| Task goal |
Here is a block of entries. Write out its lines exactly, from the first through the one containing "date TEXT NOT".
*** Opening Given information ***
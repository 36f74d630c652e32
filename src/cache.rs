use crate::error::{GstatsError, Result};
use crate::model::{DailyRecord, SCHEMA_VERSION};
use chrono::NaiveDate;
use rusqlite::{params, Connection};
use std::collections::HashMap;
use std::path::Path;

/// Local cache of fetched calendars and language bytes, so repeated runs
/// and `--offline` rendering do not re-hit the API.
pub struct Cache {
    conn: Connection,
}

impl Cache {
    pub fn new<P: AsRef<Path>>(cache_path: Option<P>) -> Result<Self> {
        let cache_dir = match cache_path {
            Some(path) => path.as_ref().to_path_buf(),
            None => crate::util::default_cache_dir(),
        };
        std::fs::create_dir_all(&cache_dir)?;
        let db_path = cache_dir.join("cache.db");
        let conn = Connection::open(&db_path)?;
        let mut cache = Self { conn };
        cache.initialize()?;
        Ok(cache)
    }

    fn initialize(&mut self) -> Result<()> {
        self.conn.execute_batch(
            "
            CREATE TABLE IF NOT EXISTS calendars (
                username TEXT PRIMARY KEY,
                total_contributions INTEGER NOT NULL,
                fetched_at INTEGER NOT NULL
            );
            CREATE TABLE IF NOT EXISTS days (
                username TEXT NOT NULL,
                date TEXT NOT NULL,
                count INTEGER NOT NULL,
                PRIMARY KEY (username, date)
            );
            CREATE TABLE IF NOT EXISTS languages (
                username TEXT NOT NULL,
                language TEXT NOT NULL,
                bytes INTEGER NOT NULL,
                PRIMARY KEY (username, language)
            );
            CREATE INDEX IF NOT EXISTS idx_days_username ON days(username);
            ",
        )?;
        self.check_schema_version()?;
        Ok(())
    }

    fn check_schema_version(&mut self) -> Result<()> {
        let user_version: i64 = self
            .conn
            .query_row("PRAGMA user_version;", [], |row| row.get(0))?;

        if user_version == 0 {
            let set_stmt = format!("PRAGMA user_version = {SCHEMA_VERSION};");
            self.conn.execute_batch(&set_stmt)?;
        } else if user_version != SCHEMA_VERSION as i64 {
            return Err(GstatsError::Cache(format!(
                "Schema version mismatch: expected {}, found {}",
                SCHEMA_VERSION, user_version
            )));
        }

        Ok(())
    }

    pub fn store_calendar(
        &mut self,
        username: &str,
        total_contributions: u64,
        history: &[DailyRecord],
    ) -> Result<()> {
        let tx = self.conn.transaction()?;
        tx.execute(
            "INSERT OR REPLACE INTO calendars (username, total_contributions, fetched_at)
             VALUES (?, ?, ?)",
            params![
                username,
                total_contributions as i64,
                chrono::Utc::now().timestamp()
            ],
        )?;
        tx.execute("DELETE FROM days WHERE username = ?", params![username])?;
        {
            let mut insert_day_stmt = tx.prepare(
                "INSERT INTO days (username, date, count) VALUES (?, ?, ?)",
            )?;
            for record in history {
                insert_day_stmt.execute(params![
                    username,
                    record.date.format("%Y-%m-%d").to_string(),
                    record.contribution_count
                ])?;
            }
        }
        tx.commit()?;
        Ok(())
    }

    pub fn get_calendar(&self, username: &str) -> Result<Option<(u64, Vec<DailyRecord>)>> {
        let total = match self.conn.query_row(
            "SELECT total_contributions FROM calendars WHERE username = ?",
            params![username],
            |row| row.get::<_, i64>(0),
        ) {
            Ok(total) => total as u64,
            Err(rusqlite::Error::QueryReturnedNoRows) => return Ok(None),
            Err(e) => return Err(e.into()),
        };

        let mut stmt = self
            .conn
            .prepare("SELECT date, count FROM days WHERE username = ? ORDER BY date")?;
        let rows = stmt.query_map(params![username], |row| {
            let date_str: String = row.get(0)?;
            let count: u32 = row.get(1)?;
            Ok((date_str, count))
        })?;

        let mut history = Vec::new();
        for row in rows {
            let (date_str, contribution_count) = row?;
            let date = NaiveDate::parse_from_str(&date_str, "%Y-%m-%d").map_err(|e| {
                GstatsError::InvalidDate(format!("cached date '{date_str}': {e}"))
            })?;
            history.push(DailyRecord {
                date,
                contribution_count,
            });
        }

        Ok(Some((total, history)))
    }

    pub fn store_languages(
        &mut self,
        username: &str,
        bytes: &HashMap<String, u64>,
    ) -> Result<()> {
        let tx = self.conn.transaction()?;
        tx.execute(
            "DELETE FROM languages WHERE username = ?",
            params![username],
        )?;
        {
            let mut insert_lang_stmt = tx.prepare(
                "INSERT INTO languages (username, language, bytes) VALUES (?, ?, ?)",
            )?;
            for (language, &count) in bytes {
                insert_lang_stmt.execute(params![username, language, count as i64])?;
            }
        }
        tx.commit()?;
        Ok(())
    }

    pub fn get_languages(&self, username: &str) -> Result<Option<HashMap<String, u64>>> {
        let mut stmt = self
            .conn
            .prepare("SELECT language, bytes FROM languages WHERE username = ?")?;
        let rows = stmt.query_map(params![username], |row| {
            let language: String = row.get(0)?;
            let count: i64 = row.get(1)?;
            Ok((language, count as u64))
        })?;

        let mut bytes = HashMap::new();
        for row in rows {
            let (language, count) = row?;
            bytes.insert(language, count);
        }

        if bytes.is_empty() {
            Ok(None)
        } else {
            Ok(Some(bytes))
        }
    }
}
*** Closing Given information ***
| Your response |
repository 36f74d630c652e32
filename src/cache.rs
use crate::error::{GstatsError, Result};
use crate::model::{DailyRecord, SCHEMA_VERSION};
use chrono::NaiveDate;
use rusqlite::{params, Connection};
use std::collections::HashMap;
use std::path::Path;

/// Local cache of fetched calendars and language bytes, so repeated runs
/// and `--offline` rendering do not re-hit the API.
pub struct Cache {
    conn: Connection,
}

impl Cache {
    pub fn new<P: AsRef<Path>>(cache_path: Option<P>) -> Result<Self> {
        let cache_dir = match cache_path {
            Some(path) => path.as_ref().to_path_buf(),
            None => crate::util::default_cache_dir(),
        };
        std::fs::create_dir_all(&cache_dir)?;
        let db_path = cache_dir.join("cache.db");
        let conn = Connection::open(&db_path)?;
        let mut cache = Self { conn };
        cache.initialize()?;
        Ok(cache)
    }

    fn initialize(&mut self) -> Result<()> {
        self.conn.execute_batch(
            "
            CREATE TABLE IF NOT EXISTS calendars (
                username TEXT PRIMARY KEY,
                total_contributions INTEGER NOT NULL,
                fetched_at INTEGER NOT NULL
            );
            CREATE TABLE IF NOT EXISTS days (
                username TEXT NOT NULL,
                date TEXT NOT NULL,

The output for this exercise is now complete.